Hence, this research could be extended by undertaking the secondary screening of extract 4 on the HEPG-2 cell line and by testing the potential extracts on 3D cell cultures of the 2 cell lines MCF-7 and HEPG-2 to have a closer look at their cytotoxic effect and their actual efficacy and potency on the respective cell lines in vivo, as the 3D cell cultures highly mimic the in vivo cells. Furthermore, the phytochemical compounds present in the potential extracts could be identified, isolated, and lastly produced to be used as direct drugs. Moreover, the molecular mechanism of the 4 cytotoxic extracts could be evaluated to determine the activated apoptotic pathways or the disrupted oncogenic pathways. Hence, in case a phytochemical compound caused the disruption of a particular oncogenic pathway, this compound could be used against other types of cancer where this pathway is activated.

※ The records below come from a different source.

use std::collections::HashMap;

use parking_lot::Mutex;
use tokio::sync::mpsc;
use uuid::Uuid;

use super::events::ServerEvent;
use crate::{ConnId, UserId};

/// One live transport session: the sending half of its outbound queue.
#[derive(Debug, Clone)]
pub struct ConnHandle {
    pub id: ConnId,
    pub user_id: UserId,
    tx: mpsc::UnboundedSender<ServerEvent>,
}

impl ConnHandle {
    pub fn new(user_id: UserId, tx: mpsc::UnboundedSender<ServerEvent>) -> ConnHandle {
        ConnHandle { id: Uuid::now_v7(), user_id, tx }
    }

    /// Queues an event; `false` once the connection's writer is gone.
    pub fn send(&self, event: ServerEvent) -> bool {
        self.tx.send(event).is_ok()
    }
}

#[derive(Debug, Clone, Copy, PartialEq, Eq)]
pub enum Departure {
    /// The connection was not registered (already removed).
    NotRegistered,
    /// Removed; the user still has this many live connections.
    StillOnline(usize),
    /// Removed the user's last connection.
    WentOffline,
}

/// Live connections per user, across every device and tab.
#[derive(Debug, Default)]
pub struct ConnectionRegistry {
    users: Mutex<HashMap<UserId, HashMap<ConnId, ConnHandle>>>,
}

impl ConnectionRegistry {
    /// Adds `conn` to its user's set and returns the set afterwards.
    pub fn register(&self, conn: ConnHandle) -> Vec<ConnHandle> {
        let mut users = self.users.lock();
        let conns = users.entry(conn.user_id).or_default();
        conns.insert(conn.id, conn);
        conns.values().cloned().collect()
    }

    pub fn unregister(&self, user_id: UserId, conn_id: ConnId) -> Departure {
        let mut users = self.users.lock();
        let Some(conns) = users.get_mut(&user_id) else {
            return Departure::NotRegistered;
        };
        if conns.remove(&conn_id).is_none() {
            return Departure::NotRegistered;
        }

        if conns.is_empty() {
            users.remove(&user_id);
            Departure::WentOffline
        } else {
            Departure::StillOnline(conns.len())
        }
    }

    pub fn connections_of(&self, user_id: UserId) -> Vec<ConnHandle> {
        self.users
            .lock()
            .get(&user_id)
            .map(|conns| conns.values().cloned().collect())
            .unwrap_or_default()
    }

    pub fn online_users(&self) -> usize {
        self.users.lock().len()
    }
}

#[cfg(test)]
mod tests {
    use super::*;

    fn conn(user_id: UserId) -> (ConnHandle, mpsc::UnboundedReceiver<ServerEvent>) {
        let (tx, rx) = mpsc::unbounded_channel();
        (ConnHandle::new(user_id, tx), rx)
    }

    #[test]
    fn register_returns_whole_set() {
        let registry = ConnectionRegistry::default();
        let (tab1, _rx1) = conn(1);
        let (tab2, _rx2) = conn(1);

        assert_eq!(registry.register(tab1).len(), 1);
        assert_eq!(registry.register(tab2).len(), 2);
        assert_eq!(registry.connections_of(1).len(), 2);
        assert!(registry.connections_of(2).is_empty());
    }

    #[test]
    fn last_unregister_drops_entry() {
        let registry = ConnectionRegistry::default();
        let (tab1, _rx1) = conn(1);
        let (tab2, _rx2) = conn(1);
        registry.register(tab1.clone());
        registry.register(tab2.clone());

        assert_eq!(registry.unregister(1, tab1.id), Departure::StillOnline(1));
        assert_eq!(registry.online_users(), 1);
        assert_eq!(registry.unregister(1, tab2.id), Departure::WentOffline);
        assert_eq!(registry.online_users(), 0);
    }

    #[test]
    fn unregister_is_idempotent() {
        let registry = ConnectionRegistry::default();
        let (tab, _rx) = conn(1);
        registry.register(tab.clone());

        assert_eq!(registry.unregister(1, tab.id), Departure::WentOffline);
        assert_eq!(registry.unregister(1, tab.id), Departure::NotRegistered);
        assert_eq!(registry.unregister(42, tab.id), Departure::NotRegistered);
    }

    #[test]
    fn send_fails_after_receiver_drops() {
        let (tab, rx) = conn(1);
        assert!(tab.send(ServerEvent::UpdateUsers { users: vec![] }));
        drop(rx);
        assert!(!tab.send(ServerEvent::UpdateUsers { users: vec![] }));
    }
}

Moreover, since extract 7 showed the second highest efficacy against the MCF-7 cell line, the toxicity of this extract could be tested to determine the highest dose that remains safe and kills the malignant cells altogether. Lastly, the normal extension of this research is to test these 4 potential extracts in vivo, on mice or rats to confirm their cytotoxicity along with the physiological functions and responses.
CONCLUSION
After the screening of 7 plant extracts from Albizia procera and Ailanthus altissima, on the 3 cell lines HCT-116, MCF-7, and HEPG-2 in monolayer cell cultures and on HCT-116 on spheroids as well, 1 plant extract from A. procera exhibited privilege for its therapeutic effects against the 3 cancer types: colorectal cancer, breast cancer, and hepatocellular carcinoma; and 3 other plant extracts from A. altissima manifested potent cytotoxic effects against breast cancer only. These extracts could be investigated further to harness their therapeutic potential in medical achievements and benefits by being promising to be utilized as potential drugs against their respective cancer types.